Une histoire de quenelle
31 déc 2013 par Samuel Sebban |
Les piaillements de Dieudonné étants historiquement l’un de mes sujets favoris, je me devais d’écrire un petit quelque chose sur l’affaire de la quenelle. J’écris depuis depuis 2007 (ici ou là) des articles où je démontre que « antisioniste » est une autre façon de dire « antisémite », je ne traiterai donc pas de ce sujet dans ce billet. Je me contenterai de préciser que, si doute il y avait concernant l’individu Dieudonné, il n’est plus permis aujourd’hui.
La quenelle, geste « anti-système » ?
Peut-être. Sans doute, même, au départ. Il est même possible, voir probable que lorsque Dieudonné s’approprie ce geste (et le dépose à l’INPI, business is business), c’est sans doute le cas. Seulement, les choses changent, et à trop jouer le jeu la provocation dans les médias, on finit par se faire rattraper par la patrouille. Si la quenelle est revendiquée par Dieudonné comme un geste « anti-système », elle a acquis par lui et à travers lui une connotation ignoble.
Dieudonné est antisémite. Ce n’est pas une opinion, mais un état de fait, puisqu’il a été condamné au moins deux fois pour ce motif (2007 et 2012), hors affaires en cours. A partir de là, lorsqu’il parle des Juifs dans ses spectacles, le prétexte de l’humour ne tient plus, sa crédibilité d’artiste étant engagée par ses prises de position publiques. Même en prêtant à Dieudonné une bonne foi qu’il n’a plus depuis bien longtemps, une partie de son public n’est pas en mesure de distinguer ce qui serait à mettre sur le compte de l’humour et les propos antisémites. Je rappelle ses relations douteuses avec Alain Soral, antisémite notoire, ou encore Jean-Marie le Pen, parrain de sa quatrième fille. Mais rassurons-nous, ce n’est que de la « provocation anti-système » !

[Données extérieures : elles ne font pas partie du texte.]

//! XML text utilities shared by the package and presentation layers.

mod escape;
mod span;
mod tags;

pub use escape::{escape_xml, unescape_xml};
pub use span::{
    ElementSpan, find_element, find_elements, find_prefixed_element, qualified, root_prefix, root_start_tag,
};
pub use tags::{TAG_CLOSE, TAG_OPEN, Tag, contains_tag, find_tags, tag_for};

J’en viens au fait. Si je mélange un geste devenu emblême et un antisémitisme exacerbé, j’obtiens des photos de fans exécutant la quenelle devant Auschwitz, l’école Ozar Hatorah (siège de la tuerie de Mohammed Merah), ou encore le mémorial de la Shoah. Dieudonné lui-même associait ce geste à sa liste « antisioniste » pour les élections européennes de 2009. A force de surfer sur la confusion (anti-système, antisioniste, antisémite…), le public que le pseudo-humoriste a lui-même éduqué s’est approprié la quenelle et en a fait un geste antisémite. Peu importe que Dieudonné y adhère ou non, le phénomène a dépassé son instigateur. Je passe sur la controverse sur les origines du geste qui s’apparenterait à un salut nazi déguisé, je n’en ai même pas besoin pour ma démonstration : la quenelle est un geste antisémite.

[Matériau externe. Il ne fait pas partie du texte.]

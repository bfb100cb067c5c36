//! Layout manifest resolution.
//!
//! A template's layouts come either from a pre-authored manifest, trusted
//! verbatim, or from heuristic discovery over the template's own slides.
//! Both paths produce the same [`ResolvedLayouts`], which is never empty.

use crate::common::xml::contains_tag;
use crate::ooxml::error::{OoxmlError, Result};
use crate::ooxml::opc::constants::relationship_type as rt;
use crate::ooxml::opc::{OpcPackage, PackURI};
use crate::ooxml::pptx::manifest::{LayoutManifest, LayoutManifestEntry, Placeholder};
use crate::ooxml::pptx::shapes::{ShapeTree, scan_shapes};
use std::collections::HashMap;

/// Directory and file stem of slide parts.
pub const SLIDES_DIR: &str = "/ppt/slides";
pub const SLIDE_STEM: &str = "slide";

/// Partname of template slide N.
pub fn slide_partname(n: u32) -> Result<PackURI> {
    Ok(PackURI::new(format!("{}/{}{}.xml", SLIDES_DIR, SLIDE_STEM, n))?)
}

/// How the layouts of a template are obtained.
#[derive(Debug, Clone)]
pub enum LayoutStrategy {
    /// Use a hand-curated manifest as is
    Manifest(LayoutManifest),
    /// Discover layouts from the template's slides
    Heuristic,
}

impl LayoutStrategy {
    /// Resolve the layouts of `package`.
    ///
    /// # Errors
    /// [`OoxmlError::NoLayouts`] when the result would be empty.
    pub fn resolve(&self, package: &OpcPackage) -> Result<ResolvedLayouts> {
        let layouts = match self {
            LayoutStrategy::Manifest(manifest) => {
                manifest.validate()?;
                log::debug!("using manifest with {} layouts", manifest.len());
                manifest.layouts.clone()
            },
            LayoutStrategy::Heuristic => discover_layouts(package)?,
        };
        ResolvedLayouts::new(layouts)
    }

    pub fn is_heuristic(&self) -> bool {
        matches!(self, LayoutStrategy::Heuristic)
    }
}

/// A non-empty list of layouts in discovery order.
#[derive(Debug, Clone, PartialEq, Eq)]
pub struct ResolvedLayouts(Vec<LayoutManifestEntry>);

// Never empty: `new` rejects an empty list.
#[allow(clippy::len_without_is_empty)]
impl ResolvedLayouts {
    /// Wrap a list of layouts, rejecting an empty one.
    pub fn new(layouts: Vec<LayoutManifestEntry>) -> Result<Self> {
        if layouts.is_empty() {
            return Err(OoxmlError::NoLayouts(
                "neither a manifest nor the template's slides define any layout".to_string(),
            ));
        }
        Ok(Self(layouts))
    }

    #[inline]
    pub fn entries(&self) -> &[LayoutManifestEntry] {
        &self.0
    }

    /// The first layout; always present.
    #[inline]
    pub fn first(&self) -> &LayoutManifestEntry {
        &self.0[0]
    }

    #[inline]
    pub fn len(&self) -> usize {
        self.0.len()
    }

    pub fn iter(&self) -> impl Iterator<Item = &LayoutManifestEntry> {
        self.0.iter()
    }

    /// Turn the resolved layouts into a manifest, e.g. for curation.
    pub fn into_manifest(self) -> LayoutManifest {
        LayoutManifest::new(self.0)
    }
}

/// Discover layouts from the slides of a template.
///
/// Slides are visited in ascending slide number. A slide becomes a layout
/// when it has at least one placeholder; its name is the slide's own name,
/// else its slide layout's name, else `slideN`, made unique with a ` (k)`
/// suffix.
pub fn discover_layouts(package: &OpcPackage) -> Result<Vec<LayoutManifestEntry>> {
    let mut layouts: Vec<LayoutManifestEntry> = Vec::new();

    for (n, partname) in package.numbered_parts(SLIDES_DIR, SLIDE_STEM) {
        let part = package.require_part(partname.as_str())?;
        let tree = scan_shapes(part.xml_text()?)?;
        let placeholders = placeholders_from_tree(&tree);
        if placeholders.is_empty() {
            log::debug!("slide {} has no placeholders, not a layout", n);
            continue;
        }

        let (layout_name, layout_type) = slide_layout_info(package, part.rels())?;
        let base = tree
            .name
            .clone()
            .or(layout_name)
            .unwrap_or_else(|| format!("slide{}", n));
        let name = unique_name(&layouts, base);

        log::debug!(
            "discovered layout '{}' on slide {} with {} placeholders",
            name,
            n,
            placeholders.len()
        );
        layouts.push(LayoutManifestEntry {
            name,
            source_slide: n,
            layout_type,
            default: false,
            placeholders: placeholders.into_iter().map(|(_, ph)| ph).collect(),
        });
    }

    Ok(layouts)
}

/// Placeholders of a shape tree, paired with the index of their shape.
///
/// A shape declaring `<p:ph>` is a structural placeholder; a plain shape
/// whose text contains a `{{NAME}}` tag is a pattern placeholder of type
/// `textbox`; any other shape is decoration. When a type occurs more than
/// once, members without an explicit `idx` get the next free one.
pub fn placeholders_from_tree(tree: &ShapeTree) -> Vec<(usize, Placeholder)> {
    let mut found: Vec<(usize, Placeholder)> = Vec::new();

    for (i, shape) in tree.shapes.iter().enumerate() {
        let text = shape.text();
        let mut placeholder = match &shape.placeholder {
            Some(ph) => Placeholder::structural(ph.ph_type.clone(), ph.idx),
            None if contains_tag(&text) => Placeholder::pattern(text.clone()),
            None => continue,
        };
        if !text.is_empty() {
            placeholder.default_text = Some(text);
        }
        placeholder.geometry = shape.geometry;
        found.push((i, placeholder));
    }

    let mut counts: HashMap<String, usize> = HashMap::new();
    for (_, ph) in &found {
        *counts.entry(ph.ph_type.clone()).or_default() += 1;
    }
    for (ph_type, count) in counts {
        if count < 2 {
            continue;
        }
        let mut next = found
            .iter()
            .filter(|(_, ph)| ph.ph_type == ph_type)
            .filter_map(|(_, ph)| ph.idx)
            .max()
            .map_or(1, |max| max + 1);
        for (_, ph) in found.iter_mut().filter(|(_, ph)| ph.ph_type == ph_type) {
            if ph.idx.is_none() {
                ph.idx = Some(next);
                next += 1;
            }
        }
    }

    found
}

/// Name (`cSld/@name`) and `type` of the slide layout a slide uses.
fn slide_layout_info(
    package: &OpcPackage,
    rels: &crate::ooxml::opc::Relationships,
) -> Result<(Option<String>, Option<String>)> {
    let Some(rel) = rels.by_type(rt::SLIDE_LAYOUT).next() else {
        return Ok((None, None));
    };
    let partname = rel.target_partname()?;
    let Some(layout) = package.part(partname.as_str()) else {
        log::warn!("slide layout {} is missing", partname);
        return Ok((None, None));
    };

    let xml = layout.xml_text()?;
    let name = scan_shapes(xml)?.name;
    let layout_type = root_attr(xml, b"type")?;
    Ok((name, layout_type))
}

/// Attribute of the document's root element.
pub(crate) fn root_attr(xml: &str, local: &[u8]) -> Result<Option<String>> {
    let range = crate::common::xml::root_start_tag(xml)
        .map_err(OoxmlError::Xml)?
        .ok_or_else(|| OoxmlError::Xml("document has no root element".to_string()))?;
    let mut reader = quick_xml::Reader::from_reader(xml[range].as_bytes());
    loop {
        match reader.read_event()? {
            quick_xml::events::Event::Start(ref e) | quick_xml::events::Event::Empty(ref e) => {
                return crate::ooxml::pptx::shapes::attr(e, local);
            },
            quick_xml::events::Event::Eof => return Ok(None),
            _ => {},
        }
    }
}

fn unique_name(existing: &[LayoutManifestEntry], base: String) -> String {
    if !existing.iter().any(|e| e.name == base) {
        return base;
    }
    (2..)
        .map(|k| format!("{} ({})", base, k))
        .find(|candidate| !existing.iter().any(|e| &e.name == candidate))
        .unwrap_or(base)
}

#[cfg(test)]
mod tests {
    use super::*;
    use crate::ooxml::pptx::manifest::{PlaceholderKind, TEXTBOX_TYPE};

    fn tree(xml_shapes: &str) -> ShapeTree {
        let xml = format!(
            r#"<p:sld xmlns:a="a" xmlns:p="p"><p:cSld><p:spTree>{}</p:spTree></p:cSld></p:sld>"#,
            xml_shapes
        );
        scan_shapes(&xml).unwrap()
    }

    fn sp(nv: &str, text: &str) -> String {
        format!(
            r#"<p:sp><p:nvSpPr><p:cNvPr id="9" name="s"/><p:cNvSpPr/><p:nvPr>{}</p:nvPr></p:nvSpPr><p:spPr/><p:txBody><a:bodyPr/><a:p><a:r><a:t>{}</a:t></a:r></a:p></p:txBody></p:sp>"#,
            nv, text
        )
    }

    #[test]
    fn test_structural_pattern_and_decoration() {
        let shapes = [
            sp(r#"<p:ph type="title"/>"#, "Welcome"),
            sp("", "{{QUOTE}}"),
            sp("", "Just a label"),
        ]
        .concat();
        let found = placeholders_from_tree(&tree(&shapes));
        assert_eq!(found.len(), 2);

        assert_eq!(found[0].0, 0);
        assert_eq!(found[0].1.ph_type, "title");
        assert_eq!(found[0].1.kind, PlaceholderKind::Structural);
        assert_eq!(found[0].1.default_text.as_deref(), Some("Welcome"));

        assert_eq!(found[1].0, 1);
        assert_eq!(found[1].1.ph_type, TEXTBOX_TYPE);
        assert!(found[1].1.is_pattern());
    }

    #[test]
    fn test_repeated_types_get_idx() {
        let shapes = [
            sp(r#"<p:ph type="body" idx="3"/>"#, ""),
            sp(r#"<p:ph type="body"/>"#, ""),
            sp("", "{{LEFT}}"),
            sp("", "{{RIGHT}}"),
            sp(r#"<p:ph type="title"/>"#, ""),
        ]
        .concat();
        let found = placeholders_from_tree(&tree(&shapes));
        let ids: Vec<(String, Option<u32>)> = found
            .iter()
            .map(|(_, ph)| (ph.ph_type.clone(), ph.idx))
            .collect();
        assert_eq!(
            ids,
            vec![
                ("body".to_string(), Some(3)),
                ("body".to_string(), Some(4)),
                (TEXTBOX_TYPE.to_string(), Some(1)),
                (TEXTBOX_TYPE.to_string(), Some(2)),
                ("title".to_string(), None),
            ]
        );
    }

    #[test]
    fn test_empty_layouts_rejected() {
        assert!(matches!(ResolvedLayouts::new(Vec::new()), Err(OoxmlError::NoLayouts(_))));
        let strategy = LayoutStrategy::Manifest(LayoutManifest::default());
        assert!(matches!(
            strategy.resolve(&OpcPackage::new()),
            Err(OoxmlError::NoLayouts(_))
        ));
    }

    #[test]
    fn test_unique_name() {
        let existing = vec![
            LayoutManifestEntry::new("Title", 1),
            LayoutManifestEntry::new("Title (2)", 2),
        ];
        assert_eq!(unique_name(&existing, "Title".to_string()), "Title (3)");
        assert_eq!(unique_name(&existing, "Content".to_string()), "Content");
    }

    #[test]
    fn test_root_attr() {
        let xml = r#"<?xml version="1.0"?><p:sldLayout xmlns:p="p" type="secHead" preserve="1"><p:cSld/></p:sldLayout>"#;
        assert_eq!(root_attr(xml, b"type").unwrap().as_deref(), Some("secHead"));
        assert_eq!(root_attr(xml, b"missing").unwrap(), None);
    }
}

Un dernier argument ? Historiquement, la croix gammée s’appelle Svastika, et constitue l’un des plus anciens symboles de l’humanité. Il suffit de se promener en Inde, vous en verrez partout, même si elles sont orientées différemment. Néanmoins, la culture occidentale et les évènements historiques ont donné à ce symbole une connotation associée à la haine et au fascisme. Dans la culture occidentale, ce symbole est celui du nazisme. Dans le meilleur des cas, la quenelle a subi la même trajectoire et doit de la même façon être mise au ban de la société pour les idées nauséabondes qu’elle véhicule désormais.

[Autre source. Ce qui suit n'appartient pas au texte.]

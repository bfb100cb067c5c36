use aho_corasick::{AhoCorasick, MatchKind};
use memchr::memmem;
use once_cell::sync::Lazy;

// Static initialization: automaton is built only once, thread-safe
static XML_ESCAPER: Lazy<AhoCorasick> = Lazy::new(|| {
    AhoCorasick::builder()
        .build(["&", "<", ">", "\"", "'"])
        .expect("Failed to build XML escaper")
});

// Use LeftmostLongest to ensure longer entities are matched first (e.g., &amp; instead of &lt;)
static XML_UNESCAPER: Lazy<AhoCorasick> = Lazy::new(|| {
    AhoCorasick::builder()
        .match_kind(MatchKind::LeftmostLongest)
        .build(["&amp;", "&lt;", "&gt;", "&quot;", "&apos;"])
        .expect("Failed to build XML unescaper")
});

/// Escape the five XML special characters (`& < > " '`).
///
/// The output is safe both as element text and as a quoted attribute value.
///
/// # Examples
///
/// ```
/// use slideforge::common::xml::escape_xml;
/// assert_eq!(escape_xml("Q&A <Session>"), "Q&amp;A &lt;Session&gt;");
/// assert_eq!(escape_xml("it's \"fine\""), "it&apos;s &quot;fine&quot;");
/// ```
#[inline]
pub fn escape_xml(s: &str) -> String {
    XML_ESCAPER.replace_all(s, &["&amp;", "&lt;", "&gt;", "&quot;", "&apos;"])
}

/// Unescape XML text taken verbatim from a part.
///
/// Handles the five predefined entities plus decimal (`&#38;`) and
/// hexadecimal (`&#x26;`) character references. Unknown or malformed
/// references are left unchanged.
///
/// # Examples
///
/// ```
/// use slideforge::common::xml::unescape_xml;
/// assert_eq!(unescape_xml("&lt;a &amp; b&gt;"), "<a & b>");
/// assert_eq!(unescape_xml("&amp;lt;"), "&lt;");
/// assert_eq!(unescape_xml("caf&#233; &#x26; bar"), "café & bar");
/// assert_eq!(unescape_xml("&invalid;"), "&invalid;");
/// ```
pub fn unescape_xml(s: &str) -> String {
    let named = XML_UNESCAPER.replace_all(s, &["&", "<", ">", "\"", "'"]);
    if memmem::find(s.as_bytes(), b"&#").is_none() {
        return named;
    }
    // Numeric references are resolved against the original text so that
    // `&amp;#38;` stays a literal "&#38;".
    resolve_char_refs(s)
}

fn resolve_char_refs(s: &str) -> String {
    let mut out = String::with_capacity(s.len());
    let mut rest = s;

    while let Some(amp) = rest.find('&') {
        out.push_str(&rest[..amp]);
        let tail = &rest[amp..];
        match tail.find(';') {
            Some(semi) => {
                let entity = &tail[1..semi];
                match decode_entity(entity) {
                    Some(ch) => out.push(ch),
                    None => out.push_str(&tail[..=semi]),
                }
                rest = &tail[semi + 1..];
            },
            None => {
                out.push_str(tail);
                rest = "";
            },
        }
    }
    out.push_str(rest);
    out
}

fn decode_entity(entity: &str) -> Option<char> {
    match entity {
        "amp" => Some('&'),
        "lt" => Some('<'),
        "gt" => Some('>'),
        "quot" => Some('"'),
        "apos" => Some('\''),
        _ => {
            let code = if let Some(hex) = entity.strip_prefix("#x").or(entity.strip_prefix("#X")) {
                u32::from_str_radix(hex, 16).ok()?
            } else {
                entity.strip_prefix('#')?.parse::<u32>().ok()?
            };
            char::from_u32(code)
        },
    }
}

Interdire Dieudonné, pour quoi faire ?
Dieudonné aura eu ce génie de s’engouffrer dans une brêche contre laquelle la société n’est pas en mesure à lutter. Je ne suis pas favorable à l’interdiction des spectacles pronée par le gouvernement, Manuel Valls en tête, pour plusieurs raisons. La première, c’est que je ne souhaite pas que le personnage devienne un martyr, et c’est le risque à trop le stigmatiser. Il serait beaucoup moins fort si personne n’en parlait, mais la société d’aujourd’hui est ainsi faite, et il en joue parfaitement. Chaque polémique lui apporte son lot de supporters en plus et renforce la conviction de ses fans historique, notamment les « anti-quelque-chose ». Deuxièmement, cela constitue un précédent préoccupant dans un état de droit qui protège la liberté d’expression. Enfin, c’est inutile : avec internet, l’audience de l’humouriste est garantie (20 millions de vues sur Youtube pour ses vidéos) et l’interdiction constituerait un énième coup de publicité.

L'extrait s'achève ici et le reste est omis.